What to do: The first line of the data below and every line after it, through the one with "encoding a record.", must be transcribed without change.

##### Data listing #####

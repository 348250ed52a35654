//! Per-source artifact records and their fixed binary layout.
//!
//! A record is stored as `i32 metadata length | metadata | i32 output length
//! | output`, lengths big-endian, with no padding and no checksum. Equal
//! records always encode to equal bytes.

/// Width of each length prefix.
const LEN_PREFIX: usize = 4;

/// The cached result of compiling one source file.
///
/// Records are replaced wholesale when their source is recompiled; there is
/// no partial update.
#[derive(Clone, PartialEq, Eq, Default)]
pub struct ArtifactRecord {
    metadata: Vec<u8>,
    output: Vec<u8>,
}

/// Layout violations found while decoding or encoding a record.
#[derive(Debug, Clone, PartialEq, Eq, thiserror::Error)]
pub enum RecordError {
    /// Fewer bytes remain than a length prefix or section requires.
    #[error("{section} needs {expected} bytes but only {remaining} remain")]
    Truncated {
        /// The section being read.
        section: &'static str,
        /// Bytes required.
        expected: usize,
        /// Bytes left in the input.
        remaining: usize,
    },

    /// A length prefix is negative.
    #[error("{section} length {length} is negative")]
    NegativeLength {
        /// The section whose prefix is negative.
        section: &'static str,
        /// The decoded prefix.
        length: i32,
    },

    /// Bytes remain after the output section.
    #[error("{count} trailing bytes after output")]
    TrailingBytes {
        /// Number of unread bytes.
        count: usize,
    },

    /// A section is too large for a 32-bit length prefix.
    #[error("{section} of {length} bytes does not fit a 32-bit length")]
    TooLarge {
        /// The oversized section.
        section: &'static str,
        /// Its length.
        length: usize,
    },
}

impl ArtifactRecord {
    /// Creates a record from its metadata and compiled output.
    pub fn new(metadata: impl Into<Vec<u8>>, output: impl Into<Vec<u8>>) -> Self {
        Self {
            metadata: metadata.into(),
            output: output.into(),
        }
    }

    /// Structural metadata bytes.
    pub fn metadata(&self) -> &[u8] {
        &self.metadata
    }

    /// Compiled output bytes.
    pub fn output(&self) -> &[u8] {
        &self.output
    }

    /// Consumes the record, returning `(metadata, output)`.
    pub fn into_parts(self) -> (Vec<u8>, Vec<u8>) {
        (self.metadata, self.output)
    }

    /// Encodes the record in its fixed layout.
    pub fn encode(&self) -> Result<Vec<u8>, RecordError> {
        let mut out =
            Vec::with_capacity(2 * LEN_PREFIX + self.metadata.len() + self.output.len());
        write_section(&mut out, "metadata", &self.metadata)?;
        write_section(&mut out, "output", &self.output)?;
        Ok(out)
    }

    /// Decodes a record, requiring the input to be consumed exactly.
    pub fn decode(bytes: &[u8]) -> Result<Self, RecordError> {
        let mut reader = Reader { bytes, pos: 0 };
        let metadata = reader.section("metadata")?.to_vec();
        let output = reader.section("output")?.to_vec();
        let count = bytes.len() - reader.pos;
        if count != 0 {
            return Err(RecordError::TrailingBytes { count });
        }
        Ok(Self { metadata, output })
    }
}

impl std::fmt::Debug for ArtifactRecord {
    fn fmt(&self, f: &mut std::fmt::Formatter<'_>) -> std::fmt::Result {
        f.debug_struct("ArtifactRecord")
            .field("metadata_len", &self.metadata.len())
            .field("output_len", &self.output.len())
            .finish()
    }
}

fn write_section(
    out: &mut Vec<u8>,
    section: &'static str,
    data: &[u8],
) -> Result<(), RecordError> {
    let len = i32::try_from(data.len()).map_err(|_| RecordError::TooLarge {
        section,
        length: data.len(),
    })?;
    out.extend_from_slice(&len.to_be_bytes());
    out.extend_from_slice(data);
    Ok(())
}

struct Reader<'a> {
    bytes: &'a [u8],
    pos: usize,
}

impl<'a> Reader<'a> {
    fn take(&mut self, section: &'static str, n: usize) -> Result<&'a [u8], RecordError> {
        let remaining = self.bytes.len() - self.pos;
        if n > remaining {
            return Err(RecordError::Truncated {
                section,
                expected: n,
                remaining,
            });
        }
        let slice = &self.bytes[self.pos..self.pos + n];
        self.pos += n;
        Ok(slice)
    }

    fn section(&mut self, section: &'static str) -> Result<&'a [u8], RecordError> {
        let mut prefix = [0u8; LEN_PREFIX];
        prefix.copy_from_slice(self.take(section, LEN_PREFIX)?);
        let length = i32::from_be_bytes(prefix);
        let n = usize::try_from(length)
            .map_err(|_| RecordError::NegativeLength { section, length })?;
        self.take(section, n)
    }
}

#[cfg(test)]
mod tests {
    use super::*;

    #[test]
    fn layout_is_length_prefixed_big_endian() {
        let record = ArtifactRecord::new(b"meta".to_vec(), b"out!!".to_vec());
        let bytes = record.encode().unwrap();
        assert_eq!(
            bytes,
            [
                &[0, 0, 0, 4][..],
                &b"meta"[..],
                &[0, 0, 0, 5][..],
                &b"out!!"[..],
            ]
            .concat()
        );
    }

    #[test]
    fn empty_record_is_eight_zero_bytes() {
        let bytes = ArtifactRecord::default().encode().unwrap();
        assert_eq!(bytes, vec![0u8; 8]);
        assert_eq!(
            ArtifactRecord::decode(&bytes).unwrap(),
            ArtifactRecord::default()
        );
    }

    #[test]
    fn identical_records_encode_identically() {
        let a = ArtifactRecord::new(vec![1u8, 2, 3], vec![9u8]);
        let b = ArtifactRecord::new(vec![1u8, 2, 3], vec![9u8]);
        assert_eq!(a.encode().unwrap(), b.encode().unwrap());
    }

    #[test]
    fn empty_input_is_truncated() {
        assert_eq!(
            ArtifactRecord::decode(&[]).unwrap_err(),
            RecordError::Truncated {
                section: "metadata",
                expected: 4,
                remaining: 0
            }
        );
    }

    #[test]
    fn length_exceeding_input_rejected() {
        let mut bytes = 40i32.to_be_bytes().to_vec();
        bytes.extend_from_slice(b"abc");
        assert_eq!(
            ArtifactRecord::decode(&bytes).unwrap_err(),
            RecordError::Truncated {
                section: "metadata",
                expected: 40,
                remaining: 3
            }
        );
    }

    #[test]
    fn missing_output_section_rejected() {
        let mut bytes = 1i32.to_be_bytes().to_vec();
        bytes.push(7);
        bytes.extend_from_slice(&[0, 0]);
        assert!(matches!(
            ArtifactRecord::decode(&bytes).unwrap_err(),
            RecordError::Truncated {
                section: "output",
                ..
            }
        ));
    }

    #[test]
    fn negative_length_rejected() {
        let bytes = (-1i32).to_be_bytes();
        assert_eq!(
            ArtifactRecord::decode(&bytes).unwrap_err(),
            RecordError::NegativeLength {
                section: "metadata",
                length: -1
            }
        );
    }

    #[test]
    fn trailing_bytes_rejected() {
        let mut bytes = ArtifactRecord::new(vec![1u8], vec![2u8]).encode().unwrap();
        bytes.push(0xff);
        assert_eq!(
            ArtifactRecord::decode(&bytes).unwrap_err(),
            RecordError::TrailingBytes { count: 1 }
        );
    }

    #[test]
    fn debug_shows_lengths_only() {
        let record = ArtifactRecord::new(vec![0u8; 3], vec![0u8; 10]);
        let s = format!("{record:?}");
        assert!(s.contains("metadata_len: 3"));
        assert!(s.contains("output_len: 10"));
    }

    mod proptest_codec {
        use super::super::ArtifactRecord;
        use proptest::prelude::*;

        proptest! {
            #[test]
            fn decode_inverts_encode(
                metadata in proptest::collection::vec(any::<u8>(), 0..512),
                output in proptest::collection::vec(any::<u8>(), 0..512),
            ) {
                let record = ArtifactRecord::new(metadata, output);
                let bytes = record.encode().unwrap();
                prop_assert_eq!(bytes.len(), 8 + record.metadata().len() + record.output().len());
                prop_assert_eq!(ArtifactRecord::decode(&bytes).unwrap(), record);
            }

            #[test]
            fn truncation_never_decodes(
                metadata in proptest::collection::vec(any::<u8>(), 0..64),
                output in proptest::collection::vec(any::<u8>(), 0..64),
                cut in 1usize..8,
            ) {
                let bytes = ArtifactRecord::new(metadata, output).encode().unwrap();
                let keep = bytes.len().saturating_sub(cut);
                prop_assert!(ArtifactRecord::decode(&bytes[..keep]).is_err());
            }
        }
    }
}
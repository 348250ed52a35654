//! Name tables and structured names.
//!
//! A fragment never stores names as dotted strings. Each name is an entry in
//! the qualified-name table pointing at its parent entry and at a short name
//! in the string table. Resolution walks the parent chain and splits the
//! segments into the package part and the class part.

use std::fmt;

use serde::{Deserialize, Serialize};

use crate::error::MetadataError;

/// Kind of a qualified-name table entry.
#[derive(Clone, Copy, PartialEq, Eq, Hash, Debug, Serialize, Deserialize)]
pub enum NameKind {
    /// A segment of a class name (top-level or nested).
    Class,
    /// A segment of a package name.
    Package,
    /// A segment of a class declared inside a function body.
    Local,
}

impl fmt::Display for NameKind {
    fn fmt(&self, f: &mut fmt::Formatter<'_>) -> fmt::Result {
        match self {
            NameKind::Class => write!(f, "class"),
            NameKind::Package => write!(f, "package"),
            NameKind::Local => write!(f, "local"),
        }
    }
}

/// One entry of the qualified-name table.
#[derive(Clone, PartialEq, Eq, Hash, Debug, Serialize, Deserialize)]
pub struct QualifiedName {
    /// Index of the enclosing name, or `None` for a top-level segment.
    pub parent: Option<u32>,
    /// Index into the string table.
    pub short_name: u32,
    /// What this segment names.
    pub kind: NameKind,
}

/// A package namespace such as `com.x`; the root namespace has no segments.
#[derive(Clone, PartialEq, Eq, Hash, PartialOrd, Ord, Default, Serialize, Deserialize)]
pub struct Namespace(Vec<String>);

impl Namespace {
    /// Returns the root (unnamed) namespace.
    pub fn root() -> Self {
        Self(Vec::new())
    }

    /// Creates a namespace from its segments, outermost first.
    pub fn from_segments(segments: Vec<String>) -> Self {
        Self(segments)
    }

    /// Parses a dotted namespace; the empty string is the root namespace.
    pub fn from_dotted(dotted: &str) -> Self {
        if dotted.is_empty() {
            return Self::root();
        }
        Self(dotted.split('.').map(str::to_string).collect())
    }

    /// Returns `true` for the root namespace.
    pub fn is_root(&self) -> bool {
        self.0.is_empty()
    }

    /// Returns the namespace segments, outermost first.
    pub fn segments(&self) -> &[String] {
        &self.0
    }
}

impl fmt::Display for Namespace {
    fn fmt(&self, f: &mut fmt::Formatter<'_>) -> fmt::Result {
        write!(f, "{}", self.0.join("."))
    }
}

impl fmt::Debug for Namespace {
    fn fmt(&self, f: &mut fmt::Formatter<'_>) -> fmt::Result {
        write!(f, "Namespace({self})")
    }
}

/// Fully resolved identity of a declared class.
#[derive(Clone, PartialEq, Eq, Hash, PartialOrd, Ord, Debug, Serialize, Deserialize)]
pub struct ClassName {
    /// The package the class is declared in.
    pub namespace: Namespace,
    /// Class segments, outermost first (`["Outer", "Inner"]` for a nested class).
    pub relative: Vec<String>,
    /// Whether the class is declared inside a function body.
    pub local: bool,
}

impl ClassName {
    /// Creates a top-level, non-local class name.
    pub fn top_level(namespace: Namespace, name: impl Into<String>) -> Self {
        Self {
            namespace,
            relative: vec![name.into()],
            local: false,
        }
    }

    /// Returns the innermost class segment.
    pub fn simple_name(&self) -> &str {
        self.relative.last().map(String::as_str).unwrap_or("")
    }
}

impl fmt::Display for ClassName {
    fn fmt(&self, f: &mut fmt::Formatter<'_>) -> fmt::Result {
        if !self.namespace.is_root() {
            write!(f, "{}.", self.namespace)?;
        }
        write!(f, "{}", self.relative.join("."))
    }
}

/// Resolves string and qualified-name indices of one fragment.
#[derive(Clone, PartialEq, Eq, Debug, Default)]
pub struct NameResolver {
    strings: Vec<String>,
    qualified_names: Vec<QualifiedName>,
}

impl NameResolver {
    /// Creates a resolver over the given tables.
    pub fn new(strings: Vec<String>, qualified_names: Vec<QualifiedName>) -> Self {
        Self {
            strings,
            qualified_names,
        }
    }

    /// Resolves a string table index.
    pub fn string(&self, index: u32) -> Result<&str, MetadataError> {
        self.strings
            .get(index as usize)
            .map(String::as_str)
            .ok_or(MetadataError::IndexOutOfRange {
                table: "string",
                index,
                len: self.strings.len(),
            })
    }

    /// Resolves a qualified-name index to a class identity.
    ///
    /// The chain must be zero or more package segments followed by at least
    /// one class or local segment.
    pub fn class_name(&self, index: u32) -> Result<ClassName, MetadataError> {
        let chain = self.chain(index)?;
        let mut namespace = Vec::new();
        let mut relative = Vec::new();
        let mut local = false;
        for (entry_index, entry) in chain {
            let segment = self.string(entry.short_name)?.to_string();
            match entry.kind {
                NameKind::Package if relative.is_empty() => namespace.push(segment),
                NameKind::Package => {
                    return Err(MetadataError::UnexpectedNameKind {
                        index: entry_index,
                        expected: NameKind::Class,
                        found: NameKind::Package,
                    })
                }
                NameKind::Class => relative.push(segment),
                NameKind::Local => {
                    local = true;
                    relative.push(segment);
                }
            }
        }
        if relative.is_empty() {
            return Err(MetadataError::UnexpectedNameKind {
                index,
                expected: NameKind::Class,
                found: NameKind::Package,
            });
        }
        Ok(ClassName {
            namespace: Namespace::from_segments(namespace),
            relative,
            local,
        })
    }

    /// Resolves a qualified-name index to a package namespace.
    pub fn package_name(&self, index: u32) -> Result<Namespace, MetadataError> {
        let chain = self.chain(index)?;
        let mut segments = Vec::with_capacity(chain.len());
        for (entry_index, entry) in chain {
            if entry.kind != NameKind::Package {
                return Err(MetadataError::UnexpectedNameKind {
                    index: entry_index,
                    expected: NameKind::Package,
                    found: entry.kind,
                });
            }
            segments.push(self.string(entry.short_name)?.to_string());
        }
        Ok(Namespace::from_segments(segments))
    }

    /// Returns the entries from the outermost ancestor down to `index`.
    fn chain(&self, index: u32) -> Result<Vec<(u32, &QualifiedName)>, MetadataError> {
        let mut chain = Vec::new();
        let mut current = Some(index);
        while let Some(i) = current {
            if chain.len() > self.qualified_names.len() {
                return Err(MetadataError::CyclicName { index });
            }
            let entry =
                self.qualified_names
                    .get(i as usize)
                    .ok_or(MetadataError::IndexOutOfRange {
                        table: "qualified name",
                        index: i,
                        len: self.qualified_names.len(),
                    })?;
            chain.push((i, entry));
            current = entry.parent;
        }
        chain.reverse();
        Ok(chain)
    }
}

#[cfg(test)]
mod tests {
    use super::*;

    fn qn(parent: Option<u32>, short_name: u32, kind: NameKind) -> QualifiedName {
        QualifiedName {
            parent,
            short_name,
            kind,
        }
    }

    /// Tables for `com.x.A`, `com.x.A.Inner` and a root-package class `Top`.
    fn resolver() -> NameResolver {
        NameResolver::new(
            vec![
                "com".to_string(),
                "x".to_string(),
                "A".to_string(),
                "Inner".to_string(),
                "Top".to_string(),
            ],
            vec![
                qn(None, 0, NameKind::Package),
                qn(Some(0), 1, NameKind::Package),
                qn(Some(1), 2, NameKind::Class),
                qn(Some(2), 3, NameKind::Class),
                qn(None, 4, NameKind::Class),
            ],
        )
    }

    #[test]
    fn resolves_top_level_class() {
        let name = resolver().class_name(2).unwrap();
        assert_eq!(name.namespace, Namespace::from_dotted("com.x"));
        assert_eq!(name.relative, vec!["A"]);
        assert!(!name.local);
        assert_eq!(name.to_string(), "com.x.A");
    }

    #[test]
    fn resolves_nested_class() {
        let name = resolver().class_name(3).unwrap();
        assert_eq!(name.to_string(), "com.x.A.Inner");
        assert_eq!(name.simple_name(), "Inner");
    }

    #[test]
    fn resolves_root_package_class() {
        let name = resolver().class_name(4).unwrap();
        assert!(name.namespace.is_root());
        assert_eq!(name.to_string(), "Top");
    }

    #[test]
    fn resolves_package() {
        let ns = resolver().package_name(1).unwrap();
        assert_eq!(ns.segments(), ["com", "x"]);
    }

    #[test]
    fn package_index_rejected_as_class() {
        let err = resolver().class_name(1).unwrap_err();
        assert!(matches!(err, MetadataError::UnexpectedNameKind { .. }));
    }

    #[test]
    fn class_index_rejected_as_package() {
        let err = resolver().package_name(2).unwrap_err();
        assert!(matches!(
            err,
            MetadataError::UnexpectedNameKind {
                found: NameKind::Class,
                ..
            }
        ));
    }

    #[test]
    fn out_of_range_index() {
        let err = resolver().class_name(40).unwrap_err();
        assert!(matches!(
            err,
            MetadataError::IndexOutOfRange { index: 40, .. }
        ));
        assert!(resolver().string(99).is_err());
    }

    #[test]
    fn cyclic_chain_detected() {
        let r = NameResolver::new(
            vec!["a".to_string()],
            vec![qn(Some(1), 0, NameKind::Class), qn(Some(0), 0, NameKind::Class)],
        );
        assert!(matches!(
            r.class_name(0).unwrap_err(),
            MetadataError::CyclicName { index: 0 }
        ));
    }

    #[test]
    fn local_class_flagged() {
        let r = NameResolver::new(
            vec!["p".to_string(), "L".to_string()],
            vec![qn(None, 0, NameKind::Package), qn(Some(0), 1, NameKind::Local)],
        );
        let name = r.class_name(1).unwrap();
        assert!(name.local);
    }

    #[test]
    fn namespace_from_dotted() {
        assert!(Namespace::from_dotted("").is_root());
        assert_eq!(Namespace::from_dotted("a.b").to_string(), "a.b");
    }
}
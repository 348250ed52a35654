//! `tessera dump`: list stored artifact records.

use serde::Serialize;
use tessera_cache::{CacheError, CacheMaps, IncrementalCache, KeyValueStorage};
use tessera_common::ContentHash;

use crate::project::open_cache;
use crate::{DumpArgs, GlobalArgs, OutputFormat};

/// One stored record as reported in JSON output.
#[derive(Debug, Serialize)]
pub struct DumpEntry {
    /// Canonical source key.
    pub source: String,
    /// Metadata length in bytes.
    pub metadata_len: usize,
    /// Hash of the metadata bytes.
    pub metadata_hash: String,
    /// Output length in bytes.
    pub output_len: usize,
    /// Hash of the output bytes.
    pub output_hash: String,
    /// Hash over both sections; equal exactly when the stored records are.
    pub record_hash: String,
}

/// Runs the `tessera dump` command. Returns exit code 0.
pub fn run(args: &DumpArgs, global: &GlobalArgs) -> Result<i32, Box<dyn std::error::Error>> {
    let cache = open_cache(global)?;
    if global.verbose {
        eprintln!("     Reading {}", cache.config().dir.display());
    }

    match args.format {
        OutputFormat::Text => print!("{}", cache.dump_maps()?),
        OutputFormat::Json => {
            let entries = collect_entries(&cache)?;
            println!("{}", serde_json::to_string_pretty(&entries)?);
        }
    }

    cache.close()?;
    Ok(0)
}

/// Collects a [`DumpEntry`] per stored record, ordered by source.
pub fn collect_entries<S: KeyValueStorage>(
    cache: &IncrementalCache<S>,
) -> Result<Vec<DumpEntry>, CacheError> {
    let mut entries = Vec::new();
    for id in cache.artifacts().keys()? {
        let Some(record) = cache.artifacts().get(&id)? else {
            continue;
        };
        entries.push(DumpEntry {
            source: id.canonical_key(),
            metadata_len: record.metadata().len(),
            metadata_hash: ContentHash::from_bytes(record.metadata()).to_string(),
            output_len: record.output().len(),
            output_hash: ContentHash::from_bytes(record.output()).to_string(),
            record_hash: ContentHash::from_sections(&[record.metadata(), record.output()])
                .to_string(),
        });
    }
    Ok(entries)
}

#[cfg(test)]
mod tests {
    use super::*;
    use tessera_cache::{ArtifactMap, ArtifactRecord, CacheConfig, RecordingCollector};
    use tessera_common::SourceId;
    use tessera_meta::FragmentBuilder;
    use tempfile::TempDir;

    fn populated(dir: &TempDir) -> IncrementalCache {
        let mut cache = IncrementalCache::open(CacheConfig::new(dir.path())).unwrap();
        let mut b = FragmentBuilder::new();
        b.set_package("p");
        let metadata = b.encode().unwrap();
        let artifacts = ArtifactMap::from([(
            SourceId::new("/p/A.src").unwrap(),
            ArtifactRecord::new(metadata, b"out".to_vec()),
        )]);
        cache
            .compare_and_update(&artifacts, &mut RecordingCollector::new())
            .unwrap();
        cache
    }

    #[test]
    fn entries_report_sizes_and_hashes() {
        let tmp = TempDir::new().unwrap();
        let cache = populated(&tmp);
        let entries = collect_entries(&cache).unwrap();
        assert_eq!(entries.len(), 1);
        assert_eq!(entries[0].source, "/p/A.src");
        assert_eq!(entries[0].output_len, 3);
        assert_eq!(
            entries[0].output_hash,
            ContentHash::from_bytes(b"out").to_string()
        );
    }

    #[test]
    fn json_shape() {
        let tmp = TempDir::new().unwrap();
        let cache = populated(&tmp);
        let json = serde_json::to_value(collect_entries(&cache).unwrap()).unwrap();
        assert_eq!(json[0]["source"], "/p/A.src");
        assert_eq!(json[0]["output_len"], 3);
        let record_hash: ContentHash = json[0]["record_hash"].as_str().unwrap().parse().unwrap();
        assert_ne!(record_hash, ContentHash::from_bytes(b"out"));
    }

    #[test]
    fn run_on_empty_cache() {
        let tmp = TempDir::new().unwrap();
        let global = GlobalArgs {
            verbose: false,
            config: Some(tmp.path().to_str().unwrap().to_string()),
            cache_dir: None,
        };
        let args = DumpArgs {
            format: OutputFormat::Json,
        };
        assert_eq!(run(&args, &global).unwrap(), 0);
        // Reading does not create the storage file.
        assert!(!tmp.path().join(".tessera-cache").exists());
    }
}
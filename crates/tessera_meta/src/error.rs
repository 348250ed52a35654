//! Error types for decoding and resolving structural metadata.

use crate::names::NameKind;

/// Errors produced while decoding a fragment or resolving its name tables.
#[derive(Debug, thiserror::Error)]
pub enum MetadataError {
    /// The input is shorter than the fixed fragment header.
    #[error("metadata truncated: expected at least {expected} bytes, got {actual}")]
    Truncated {
        /// Minimum number of bytes required.
        expected: usize,
        /// Number of bytes available.
        actual: usize,
    },

    /// The input does not start with the fragment magic bytes.
    #[error("invalid metadata magic: {found:02x?}")]
    BadMagic {
        /// The four bytes found at the start of the input.
        found: [u8; 4],
    },

    /// The fragment was written by an incompatible format version.
    #[error("metadata version mismatch: expected {expected}, got {actual}")]
    VersionMismatch {
        /// The format version this decoder understands.
        expected: u32,
        /// The format version found in the input.
        actual: u32,
    },

    /// The fragment payload could not be decoded.
    #[error("failed to decode metadata: {reason}")]
    Decode {
        /// Description of the decode failure.
        reason: String,
    },

    /// The fragment could not be encoded.
    #[error("failed to encode metadata: {reason}")]
    Encode {
        /// Description of the encode failure.
        reason: String,
    },

    /// A table index points past the end of its table.
    #[error("{table} index {index} out of range (table has {len} entries)")]
    IndexOutOfRange {
        /// Name of the table being indexed.
        table: &'static str,
        /// The offending index.
        index: u32,
        /// Number of entries in the table.
        len: usize,
    },

    /// A qualified name has a different kind than its use requires.
    #[error("qualified name {index} is a {found} name, expected a {expected} name")]
    UnexpectedNameKind {
        /// Index of the qualified name.
        index: u32,
        /// The kind the caller required.
        expected: NameKind,
        /// The kind found in the table.
        found: NameKind,
    },

    /// Following parent links from a qualified name never reaches a root.
    #[error("qualified name {index} has a cyclic parent chain")]
    CyclicName {
        /// Index where resolution started.
        index: u32,
    },
}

#####

Exercise output:
repository 348250ed52a35654
//! Per-source artifact records and their fixed binary layout.
//!
//! A record is stored as `i32 metadata length | metadata | i32 output length
//! | output`, lengths big-endian, with no padding and no checksum. Equal
//! records always encode to equal bytes.

/// Width of each length prefix.
const LEN_PREFIX: usize = 4;

/// The cached result of compiling one source file.
///
/// Records are replaced wholesale when their source is recompiled; there is
/// no partial update.
#[derive(Clone, PartialEq, Eq, Default)]
pub struct ArtifactRecord {
    metadata: Vec<u8>,
    output: Vec<u8>,
}

/// Layout violations found while decoding or encoding a record.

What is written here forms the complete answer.